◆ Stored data

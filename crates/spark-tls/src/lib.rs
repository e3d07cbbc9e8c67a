#![doc = r#"
# spark-tls

## 设计动机（Why）
- **不阻塞工作线程**：在回调驱动的非阻塞字节传输之上终结/发起 TLS，每个握手步骤与每次加解密
  要么就地完成，要么挂起在一次异步 I/O 完成之后；
- **引擎无关**：会话编排只依赖记录层引擎的 wrap/unwrap/委派任务契约，`rustls` 是默认实现；
- **可运维性**：错误携带稳定错误码与分类（Security / Retryable / ResourceExhausted / Closed），
  握手摘要（协议版本、密码套件、SNI、ALPN）通过监听器暴露给审计与会话缓存。

## 核心契约（What）
- [`TlsEndpoint`]：持有引擎工厂、段池、ALPN 能力与协议探测器，`accept`/`connect`/
  `accept_discriminated` 创建 [`TlsSession`]；
- [`TlsSession`]：握手（`establish`/`establish_blocking`）、读（`read_into`/`read_segment`）、
  写（`write_all`）、优雅关闭（`shutdown`）与幂等关闭（`close`）；启用 `runtime-tokio` 时
  同时实现 `AsyncRead`/`AsyncWrite`；
- [`Discriminator`]：不消费输入地判断首批字节是否为 TLS；
- [`AlpnCapability`]：进程级 ALPN 能力探测，按固定顺序选出唯一策略。

## 实现策略（How）
- 每个操作是一个 `poll_*` 状态机，异步调用方 `.await`，阻塞调用方经
  `futures::executor::block_on` 驱动同一个状态机；
- 缓冲来自 `spark-tls-buffer` 的段池，所有权在引擎、适配器、调用方与池之间显式转移；
- 服务端配置放在 `ArcSwap` 中，证书轮换对后续握手立即生效。

## 风险与考量（Trade-offs）
- 会话操作均为 `&mut self`，同一会话同时只有一个握手或读写；跨线程关闭通过
  [`SessionCloser`] 完成，拆除路径由一把窄锁保证恰好一次；
- 取消依赖传输超时（[`IoTimeout`]），不会在一次加解密调用中途取消。
"#]

pub mod alpn;
pub mod config;
mod connection;
pub mod discriminator;
mod endpoint;
pub mod engine;
mod error;
mod handshake;
mod record_io;
mod session;
pub mod telemetry;
pub mod transport;

#[cfg(test)]
mod test_support;

pub use alpn::{AlpnCapability, AlpnEnvironment, AlpnStrategyKind, H2, HTTP_1_1, select_protocol};
pub use config::TlsChannelConfig;
pub use connection::{ConnectionId, Direction};
pub use discriminator::{Discrimination, DiscriminationHandoff, Discriminator, DiscriminatorStats};
pub use endpoint::{TlsEndpoint, TlsEndpointBuilder};
pub use engine::{RecordEngine, RustlsContext, RustlsEngine, TlsContextFactory};
pub use error::{ErrorCategory, OperationKind, Result, SecurityClass, TlsError};
pub use handshake::{HandshakeStep, TaskExecutor, ThreadExecutor};
pub use session::{CloseReason, SessionCloser, TlsSession};
pub use telemetry::{HandshakeFailureLog, HandshakeListener, HandshakeSummary};
pub use transport::{IoTimeout, MemoryTransport, ReadRequest, Transport, WriteRequest};

pub use spark_tls_buffer as buffer;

◆ TASK OBJECTIVE
Find the lines in the data that include "config", then copy each of them.

◆ EXPECTED OUTPUT
pub mod config;
pub use config::TlsChannelConfig;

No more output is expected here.